[Date Prev][Date Next][Thread Prev][Thread Next][Date Index][Thread Index]
bug#41506: 28.0.50; RTL problem
From: |
Eli Zaretskii |
Subject: |
bug#41506: 28.0.50; RTL problem |
Date: |
Sat, 06 Jun 2020 16:45:38 +0300 |
> From: Pip Cet <pipcet@gmail.com>
> Cc: 41506@debbugs.gnu.org
> Date: Sat, 06 Jun 2020 13:05:43 +0000
>
> >> + paragraph might start. But don't do that for the first
> >> + element since this function will be called twice in that
> >> + case. */
> >
> > Which code causes the two calls, and why is that significant in this
> > case?
>
> Maybe this code would be clearer:
>
> if (!bidi_it->first_elt)
> {
> bytepos++;
> pos++;
> }
Could be, let's see what is the conclusion of this discussion.
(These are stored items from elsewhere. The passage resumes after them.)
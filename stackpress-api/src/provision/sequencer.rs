//! Provisioning pipeline
//!
//! Runs a fixed list of stages for one request, strictly in order. The first
//! failing stage ends the run; nothing created before it is rolled back, and
//! the objects left behind are only reported in the logs.

use std::fmt;
use std::sync::Arc;

use tracing::{error, info, warn};

use super::descriptors;
use super::error::{GatewayAction, ProvisionError};
use super::naming::{new_suffix, EntropySource};
use super::readiness::ReadinessPoller;
use super::types::{
    CredentialSet, ManifestEntry, ProvisionRequest, ProvisioningOutcome, ResourceKind, StackNames,
    Tier,
};
use crate::config::ProvisioningConfig;
use crate::kubernetes::ClusterGateway;

/// One step of the provisioning pipeline
#[derive(Debug, Clone, Copy, PartialEq, Eq)]
pub enum Stage {
    EnsureNamespace,
    DeriveIdentity,
    DatabaseStorage,
    AppStorage,
    CredentialStore,
    DatabaseTier,
    DatabaseReadiness,
    AppTier,
    AppReadiness,
}

impl Stage {
    /// Execution order
    pub const PIPELINE: [Stage; 9] = [
        Stage::EnsureNamespace,
        Stage::DeriveIdentity,
        Stage::DatabaseStorage,
        Stage::AppStorage,
        Stage::CredentialStore,
        Stage::DatabaseTier,
        Stage::DatabaseReadiness,
        Stage::AppTier,
        Stage::AppReadiness,
    ];

    pub fn as_str(&self) -> &'static str {
        match self {
            Stage::EnsureNamespace => "ensure_namespace",
            Stage::DeriveIdentity => "derive_identity",
            Stage::DatabaseStorage => "database_storage",
            Stage::AppStorage => "app_storage",
            Stage::CredentialStore => "credential_store",
            Stage::DatabaseTier => "database_tier",
            Stage::DatabaseReadiness => "database_readiness",
            Stage::AppTier => "app_tier",
            Stage::AppReadiness => "app_readiness",
        }
    }
}

impl fmt::Display for Stage {
    fn fmt(&self, f: &mut fmt::Formatter<'_>) -> fmt::Result {
        f.write_str(self.as_str())
    }
}

/// Names and secrets derived once per request
#[derive(Debug)]
struct StackPlan {
    names: StackNames,
    credentials: CredentialSet,
}

/// Mutable state of one pipeline run
struct PipelineRun<'a> {
    request: &'a ProvisionRequest,
    plan: Option<StackPlan>,
    created: Vec<ManifestEntry>,
}

fn require_plan(plan: &Option<StackPlan>, stage: Stage) -> Result<&StackPlan, ProvisionError> {
    plan.as_ref().ok_or_else(|| {
        ProvisionError::Internal(format!("stage {} ran before names were derived", stage))
    })
}

/// Manifest entries as logged, e.g. `PV: wp-ab12c-db-pv`
fn manifest_labels(created: &[ManifestEntry]) -> Vec<String> {
    created.iter().map(ToString::to_string).collect()
}

fn record(created: &mut Vec<ManifestEntry>, kind: ResourceKind, name: &str) {
    info!(kind = %kind, name = %name, "Resource created");
    created.push(ManifestEntry::new(kind, name));
}

/// Settings the pipeline reads from configuration
#[derive(Debug, Clone)]
struct StackSettings {
    credential_length: usize,
    host_path_root: String,
    database_image: String,
    app_image: String,
}

impl StackSettings {
    fn image(&self, tier: Tier) -> &str {
        match tier {
            Tier::Database => &self.database_image,
            Tier::Application => &self.app_image,
        }
    }
}

/// Drives one request through every [`Stage`]
pub struct Sequencer {
    gateway: Arc<dyn ClusterGateway>,
    entropy: Arc<dyn EntropySource>,
    settings: StackSettings,
    poller: ReadinessPoller,
}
> In the "\n\nש" case, this happens:
>
> 1. bidi_paragraph_init is called with first_elt = 1 at buffer position 1
> 2. new_paragraph is cleared to false
> 3. bidi_at_paragraph_end is called for buffer position 2. That looks
> like a line ending a paragraph, though it's actually a line starting the
> next paragraph. Still, it returns true.
> 4. new_paragraph is set again
> 5. bidi_paragraph_init is called with first_elt = 0 at buffer position 1
I minor correction to item 3: the second newline in this example is
handled as belonging to the previous paragraph. You can see that by
examining the behavior of RIGHT and LEFT arrow keys: they behave
differently in R2L and L2R paragraphs.
> What I'm not sure about is "\n \nש". It could be either a single
> two-line paragraph followed by ש, or a single-character paragraph
> followed by another paragraph whose first line happens to contain only a
> space character; in the first case, paragraph orientation would default
> to L2R, in the second case, it would be R2L. Do you happen to know what
> Unicode says for this case?
It's not Unicode in this case, it's Emacs. If UAX#9 is read and
followed strictly, then each \n ends a paragraph and begins a new one.
IOW, every physical line is a separate paragraph. This is a direct
consequence of Newline's bidi class being B (paragraph separator):
(get-char-code-property #x0a 'bidi-class) => B
(as mandated by 3.2 in UAX#9), and of rules P1--P3 in UAX#9.
However, since in Emacs the usual case is that hard newlines are used
to fill text, the default UAX#9 behavior would make no sense, as a
line that happens to start with a R2L character would be rendered
right-to-left, even if the previous line wasn't. It would produce a
randomly jagged display of paragraphs that mix L2R and R2L characters
just because a line was broken in a different place by filling.
So we use the "higher-level protocols" fire escape (see 4.3 in UAX#9)
and define a "paragraph" differently, for the purposes of base
paragraph direction: we by default require that paragraphs be
separated by empty lines, see bidi-paragraph-separate-re. Thus, the
above example by default treats the " \n" line as a paragraph
separator, and the ש after it as the start of a new paragraph.
(For completeness, we do support the strict interpretation of UAX#9:
if you set both bidi-paragraph-start-re and bidi-paragraph-separate-re
to "^", you get that. Any code changes we come up with here must
therefore be tested at least with those settings as well.)